1. Founding and Initial History
SIMI was founded in Aligarh, UP on 25 April 1977 with Mohammad Ahmadullah Siddiqi as its founding president. SIMI initially emerged as a student wing of the Jamaat-e-Islami Hind (JIH) in an effort to revitalise the Students Islamic Organisation (SIO) established in 1956.
In 1981, SIMI activists protested against PLO leader Yasser Arafat's visit to India, and greeted him with black flags in New Delhi. Young SIMI activists viewed Arafat as a dummy leader, while the senior JIH leaders saw Arafat as a champion of the Palestinian cause.
2. Objectives and Ideology
(a) Governing of human life on the basis of the Holy Quran
(b) Propagation of Islam
(c) Jehad for the cause of Islam
SIMI is opposed to the principle of democracy, secularism and nationalism.
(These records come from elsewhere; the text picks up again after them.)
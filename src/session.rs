//! Pipeline requests against a locked workspace.
//!
//! A [`Session`] holds the workspace lock for its whole lifetime, so two
//! sessions on the same directory never interleave. Every request validates
//! its arguments before touching the workspace or spawning a process, and
//! persists its results only once everything else has succeeded.

use crate::config::{Config, ToolsConfig};
use crate::error::{Error, Result, Stage};
use crate::synthesis;
use crate::workspace::{write_atomic, Slot, Workspace};
use retimbre_audio::{
    encode_wav_memory, read_wav, synchronize, AudioBuffer, Concatenator, ResampleQuality,
    Transposer, WavConfig, MAX_STEPS,
};
use retimbre_score::{rewrite, Instrument, RewriteSummary, Score};
use retimbre_tools::{CommandTool, ExternalTool, Invocation};
use std::fmt;
use std::fs::File;
use std::path::{Path, PathBuf};
use tracing::{debug, info};

/// The external collaborators a session delegates to.
pub struct Tools {
    pub synthesizer: Box<dyn ExternalTool>,
    pub transcoder: Box<dyn ExternalTool>,
    pub transcriber: Box<dyn ExternalTool>,
}

impl Tools {
    /// Subprocess-backed tools from their configured commands.
    pub fn from_config(config: &ToolsConfig) -> Self {
        Self {
            synthesizer: Box::new(CommandTool::new("synthesizer", config.synthesizer.clone())),
            transcoder: Box::new(CommandTool::new("transcoder", config.transcoder.clone())),
            transcriber: Box::new(CommandTool::new("transcriber", config.transcriber.clone())),
        }
    }
}

impl fmt::Debug for Tools {
    fn fmt(&self, f: &mut fmt::Formatter<'_>) -> fmt::Result {
        f.debug_struct("Tools")
            .field("synthesizer", &self.synthesizer.name())
            .field("transcoder", &self.transcoder.name())
            .field("transcriber", &self.transcriber.name())
            .finish()
    }
}

#[derive(Debug, Clone, PartialEq)]
pub struct IngestReport {
    pub reference: PathBuf,
    pub score: PathBuf,
    /// Reference duration in seconds
    pub duration: f64,
    pub sample_rate: u32,
    pub tracks: usize,
    pub events: usize,
}

#[derive(Debug, Clone, PartialEq)]
pub struct RenderReport {
    pub instrument: Instrument,
    pub rewrite: RewriteSummary,
    pub reference_duration: f64,
    /// Duration of the full render
    pub original_duration: f64,
    /// Duration after trimming to the reference
    pub adjusted_duration: f64,
    pub sample_rate: u32,
}

#[derive(Debug, Clone, PartialEq)]
pub struct TransposeReport {
    pub steps: i32,
    pub reference_duration: f64,
    pub duration: f64,
    pub output: PathBuf,
}

#[derive(Debug, Clone, PartialEq)]
pub struct ConcatReport {
    pub segments: usize,
    pub duration: f64,
    pub sample_rate: u32,
    pub output: PathBuf,
}

/// Exclusive handle on a workspace.
pub struct Session {
    workspace: Workspace,
    tools: Tools,
    soundbank: PathBuf,
    default_instrument: Instrument,
    wav: WavConfig,
    transposer: Transposer,
    quality: ResampleQuality,
    _lock: File,
}

impl fmt::Debug for Session {
    fn fmt(&self, f: &mut fmt::Formatter<'_>) -> fmt::Result {
        f.debug_struct("Session")
            .field("workspace", &self.workspace)
            .field("tools", &self.tools)
            .field("soundbank", &self.soundbank)
            .finish_non_exhaustive()
    }
}

impl Session {
    /// Open the configured workspace, waiting for any other session to finish.
    pub fn open(config: &Config) -> Result<Self> {
        Self::with_tools(config, Tools::from_config(&config.tools))
    }

    /// Open the configured workspace, failing with `Locked` if it is in use.
    pub fn try_open(config: &Config) -> Result<Self> {
        let workspace = Workspace::open(&config.workspace)?;
        let lock = workspace.try_lock()?;
        Ok(Self::assemble(
            config,
            workspace,
            Tools::from_config(&config.tools),
            lock,
        ))
    }

    /// Open the configured workspace with caller-supplied tools.
    pub fn with_tools(config: &Config, tools: Tools) -> Result<Self> {
        let workspace = Workspace::open(&config.workspace)?;
        let lock = workspace.lock()?;
        Ok(Self::assemble(config, workspace, tools, lock))
    }

    fn assemble(config: &Config, workspace: Workspace, tools: Tools, lock: File) -> Self {
        Self {
            workspace,
            tools,
            soundbank: config.soundbank.clone(),
            default_instrument: config.default_instrument,
            wav: WavConfig::new(config.wav_bit_depth),
            transposer: Transposer::new()
                .fft_size(config.fft_size)
                .resample_quality(config.resample_quality),
            quality: config.resample_quality,
            _lock: lock,
        }
    }

    pub fn workspace(&self) -> &Workspace {
        &self.workspace
    }

    pub fn default_instrument(&self) -> Instrument {
        self.default_instrument
    }

    /// Transcode `recording` to the reference slot and transcribe it to the score slot.
    ///
    /// Both artifacts are produced in a scratch directory and validated
    /// (WAV decode, SMF parse) before either slot is replaced.
    pub fn ingest(&self, recording: &Path) -> Result<IngestReport> {
        if !recording.is_file() {
            return Err(Error::not_found("recording", recording));
        }

        let scratch = self.workspace.scratch_dir()?;
        let reference_tmp = scratch.path().join(Slot::Reference.file_name());
        let score_tmp = scratch.path().join(Slot::Score.file_name());

        transcode(self.tools.transcoder.as_ref(), recording, &reference_tmp)?;
        let reference = read_wav(&reference_tmp)?;

        let invocation = Invocation::new(&score_tmp).input("input", &reference_tmp);
        self.tools
            .transcriber
            .run(&invocation)
            .map_err(|e| Error::collaborator(Stage::Transcription, e))?;

        let bytes = std::fs::read(&score_tmp)?;
        let (tracks, events) = {
            let score = Score::parse(&bytes)?;
            (score.tracks.len(), score.event_count())
        };

        self.workspace.commit(&[
            (Slot::Reference, reference_tmp.as_path()),
            (Slot::Score, score_tmp.as_path()),
        ])?;
        let reference_path = self.workspace.path(Slot::Reference);
        let score_path = self.workspace.path(Slot::Score);

        info!(
            "Ingested {}: {:.3}s reference, {} tracks, {} events",
            recording.display(),
            reference.duration(),
            tracks,
            events
        );

        Ok(IngestReport {
            reference: reference_path,
            score: score_path,
            duration: reference.duration(),
            sample_rate: reference.sample_rate(),
            tracks,
            events,
        })
    }

    /// Re-orchestrate the score for the instrument named `key` and render it.
    pub fn render(&self, key: &str) -> Result<RenderReport> {
        let instrument: Instrument = key.parse()?;
        self.render_instrument(instrument)
    }

    /// Rewrite the score for `instrument`, synthesize it and trim the result.
    ///
    /// Replaces the score, original and adjusted slots. Nothing is written
    /// if any step fails.
    pub fn render_instrument(&self, instrument: Instrument) -> Result<RenderReport> {
        let score_path = self.workspace.require(Slot::Score)?;
        let reference_path = self.workspace.require(Slot::Reference)?;
        if !self.soundbank.is_file() {
            return Err(Error::not_found("sound bank", &self.soundbank));
        }

        let bytes = std::fs::read(&score_path)?;
        let mut score = Score::parse(&bytes)?;
        let summary = rewrite(&mut score, instrument)?;
        let rewritten = score.to_bytes()?;

        let reference_duration = read_wav(&reference_path)?.duration();

        let scratch = self.workspace.scratch_dir()?;
        let score_tmp = scratch.path().join(Slot::Score.file_name());
        std::fs::write(&score_tmp, &rewritten)?;

        let rendered = synthesis::render(
            self.tools.synthesizer.as_ref(),
            &score_tmp,
            &self.soundbank,
        )?;
        let synced = synchronize(rendered, reference_duration)?;

        let original_tmp = scratch.path().join(Slot::Original.file_name());
        let adjusted_tmp = scratch.path().join(Slot::Adjusted.file_name());
        std::fs::write(&original_tmp, encode_wav_memory(&synced.original, &self.wav)?)?;
        std::fs::write(&adjusted_tmp, encode_wav_memory(&synced.adjusted, &self.wav)?)?;

        self.workspace.commit(&[
            (Slot::Score, score_tmp.as_path()),
            (Slot::Original, original_tmp.as_path()),
            (Slot::Adjusted, adjusted_tmp.as_path()),
        ])?;

        info!(
            "Rendered for {}: {:.3}s, trimmed to {:.3}s",
            instrument.display_name(),
            synced.original.duration(),
            synced.adjusted.duration()
        );

        Ok(RenderReport {
            instrument,
            rewrite: summary,
            reference_duration,
            original_duration: synced.original.duration(),
            adjusted_duration: synced.adjusted.duration(),
            sample_rate: synced.original.sample_rate(),
        })
    }

    /// Transpose the original render by `steps` semitones into the adjusted slot.
    ///
    /// The original slot is left untouched, so repeated transpositions do
    /// not accumulate.
    pub fn transpose(&self, steps: i32) -> Result<TransposeReport> {
        check_steps(steps)?;
        let original_path = self.workspace.require(Slot::Original)?;

        let reference = read_wav(&original_path)?;
        let shifted = self.transposer.transpose(&reference, steps)?;
        let bytes = encode_wav_memory(&shifted, &self.wav)?;
        let output = self.workspace.write(Slot::Adjusted, &bytes)?;

        Ok(TransposeReport {
            steps,
            reference_duration: reference.duration(),
            duration: shifted.duration(),
            output,
        })
    }

    /// Join `segments` end to end into `output`, or the merged slot if `None`.
    ///
    /// Segments that are not WAV files are transcoded first. Each one is
    /// folded into the result as soon as it is decoded; a failure names the
    /// segment it came from.
    pub fn concatenate(&self, segments: &[PathBuf], output: Option<&Path>) -> Result<ConcatReport> {
        if segments.is_empty() {
            return Err(retimbre_audio::Error::NoSegments.into());
        }
        if let Some(missing) = segments.iter().find(|p| !p.is_file()) {
            return Err(Error::not_found("segment", missing));
        }

        let mut joined = Concatenator::new(self.quality);
        for (index, path) in segments.iter().enumerate() {
            self.decode_segment(index, path)
                .and_then(|segment| joined.push(segment).map_err(Error::from))
                .map_err(|e| Error::segment(index + 1, path, e))?;
        }

        let count = joined.segments();
        let merged = joined.finish()?;
        let bytes = encode_wav_memory(&merged, &self.wav)?;

        let output = match output {
            Some(path) => {
                write_atomic(path, &bytes)?;
                path.to_path_buf()
            }
            None => self.workspace.write(Slot::Merged, &bytes)?,
        };

        info!(
            "Concatenated {} segments: {:.3}s -> {}",
            count,
            merged.duration(),
            output.display()
        );

        Ok(ConcatReport {
            segments: count,
            duration: merged.duration(),
            sample_rate: merged.sample_rate(),
            output,
        })
    }

    fn decode_segment(&self, index: usize, path: &Path) -> Result<AudioBuffer> {
        if is_wav(path) {
            return Ok(read_wav(path)?);
        }

        debug!("Transcoding segment {}: {}", index, path.display());
        let scratch = self.workspace.scratch_dir()?;
        let wav = scratch.path().join(format!("segment-{}.wav", index));
        transcode(self.tools.transcoder.as_ref(), path, &wav)?;
        let buffer = read_wav(&wav)?;
        scratch.close()?;
        Ok(buffer)
    }
}

fn transcode(tool: &dyn ExternalTool, input: &Path, output: &Path) -> Result<PathBuf> {
    tool.run(&Invocation::new(output).input("input", input))
        .map_err(|e| Error::collaborator(Stage::Transcode, e))
}

fn is_wav(path: &Path) -> bool {
    path.extension()
        .and_then(|e| e.to_str())
        .map(|e| e.eq_ignore_ascii_case("wav"))
        .unwrap_or(false)
}

fn check_steps(steps: i32) -> Result<i32> {
    if (-MAX_STEPS..=MAX_STEPS).contains(&steps) {
        Ok(steps)
    } else {
        Err(Error::InvalidParameter(format!(
            "steps must be between -{} and {}, got {}",
            MAX_STEPS, MAX_STEPS, steps
        )))
    }
}

/// Parse a semitone count from text. Non-integers and out-of-range values are rejected.
pub fn parse_steps(text: &str) -> Result<i32> {
    let steps = text
        .trim()
        .parse::<i32>()
        .map_err(|_| Error::InvalidParameter(format!("steps must be an integer, got {:?}", text)))?;
    check_steps(steps)
}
SIMI has been advocating among its followers, some 400 ansars (full-time cadres) and the 20,000 ordinary members - the need to oppose "man-made" institutions and work for the Ummah.
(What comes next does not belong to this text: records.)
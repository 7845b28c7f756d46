//! Mono sample buffers.

use crate::error::{Error, Result};

/// Mono audio at a fixed sample rate.
///
/// Buffers are owned values handed from stage to stage; every transform
/// consumes its input or returns a new buffer.
#[derive(Debug, Clone, PartialEq)]
pub struct AudioBuffer {
    samples: Vec<f32>,
    sample_rate: u32,
}

impl AudioBuffer {
    pub fn new(samples: Vec<f32>, sample_rate: u32) -> Result<Self> {
        if sample_rate == 0 {
            return Err(Error::InvalidData("sample rate must be non-zero".into()));
        }
        Ok(Self {
            samples,
            sample_rate,
        })
    }

    /// Rate already validated by the buffer it came from.
    pub(crate) fn from_parts(samples: Vec<f32>, sample_rate: u32) -> Self {
        Self {
            samples,
            sample_rate,
        }
    }

    /// `num_samples` of silence.
    pub fn silent(num_samples: usize, sample_rate: u32) -> Result<Self> {
        Self::new(vec![0.0; num_samples], sample_rate)
    }

    #[inline]
    pub fn samples(&self) -> &[f32] {
        &self.samples
    }

    #[inline]
    pub fn into_samples(self) -> Vec<f32> {
        self.samples
    }

    #[inline]
    pub fn sample_rate(&self) -> u32 {
        self.sample_rate
    }

    #[inline]
    pub fn len(&self) -> usize {
        self.samples.len()
    }

    #[inline]
    pub fn is_empty(&self) -> bool {
        self.samples.is_empty()
    }

    /// Duration in seconds.
    pub fn duration(&self) -> f64 {
        self.samples.len() as f64 / self.sample_rate as f64
    }

    /// Number of whole samples covering `seconds` at this rate.
    pub fn samples_for(&self, seconds: f64) -> usize {
        (seconds.max(0.0) * self.sample_rate as f64).floor() as usize
    }

    /// Largest absolute sample value.
    pub fn peak(&self) -> f32 {
        self.samples.iter().fold(0.0_f32, |acc, s| acc.max(s.abs()))
    }

    /// Keep at most the first `len` samples.
    pub fn truncated(mut self, len: usize) -> Self {
        self.samples.truncate(len);
        self
    }

    /// Scale so the loudest sample has magnitude 1.0.
    ///
    /// Silent buffers are returned unchanged.
    pub fn normalized(mut self) -> Self {
        normalize_peak(&mut self.samples);
        self
    }

    /// Append `other`, which must share this buffer's sample rate.
    pub fn append(&mut self, other: &AudioBuffer) -> Result<()> {
        if other.sample_rate != self.sample_rate {
            return Err(Error::InvalidData(format!(
                "sample rate mismatch: {} Hz vs {} Hz",
                self.sample_rate, other.sample_rate
            )));
        }
        self.samples.extend_from_slice(&other.samples);
        Ok(())
    }
}

/// Peak-normalize `samples` in place to a maximum magnitude of 1.0.
pub fn normalize_peak(samples: &mut [f32]) {
    let peak = samples.iter().fold(0.0_f32, |acc, s| acc.max(s.abs()));
    if peak <= f32::EPSILON {
        return;
    }

    let gain = 1.0 / peak;
    for sample in samples.iter_mut() {
        *sample *= gain;
    }
}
Students up to the age of 30 years are eligible to be its members and after completing this age-limit they retire from the organization.
4. Controversies around the Organisation
As the organization does not believe in a nation-state, it does not believe in the Indian Constitution or the secular order. SIMI also regards idol worship as a sin and considers it to be a holy duty to terminate idol worship.
The Indian government describes it as a terrorist organisation and banned it in 2001, shortly after the 9/11 attacks.
SIMI has been reported to have alledges links with Indian Mujahideen (IM). Some analysts contend that IM is a militant branch of SIMI while others believe that the two groups are distinct although linked.
It was briefly unbanned in August 2008 by a special tribunal, but banned again by KG Balakrishnan, then Chief Justice, on 6 August 2008 on national security grounds.
5. SIMI banned for two years after Indian Mujahideen (IM) carried out serial attacks during 2007-08 in Delhi and major Indian cities
The home ministry banned SIMI in 2010 for two years after its offshoot Indian Mujahideen (IM) had carried out a number of serial attacks in Jaipur, Bangalore, Hyderabad, Surat, Ahmedabad and Delhi during 2007-08.
6. Global Linkages
SIMI reportedly gets generous financial assistance from the World Assembly of Muslim Youth (WAMY), Riyadh, and also maintains close links with the International Islamic Federation of Students' Organizations (IIFSO) in Kuwait.
The Chicago-based Consultative Committee of Indian Muslims is also reported to have supported SIMI morally and financially.
The SIMI has links with the Jamaat-e-Islam (JeI) units in Pakistan, Bangladesh and Nepal. It also has a close working relationship with the Islami Chhatra Shibir (ICS), the students’ wing of the JeI in Bangladesh. The SIMI is also alleged to have close links with the Hizb-ul Mujahideen (HM), and the ISI.
SIMI publishes several journals in various languages which include Vivekam in Malayalam, Sedhi Madal in Tamil, Rupantar in Bengali, Iqraa in Gujarati, Tahreek in Hindi, Al Harkah in Urdu and the Shaheen Times.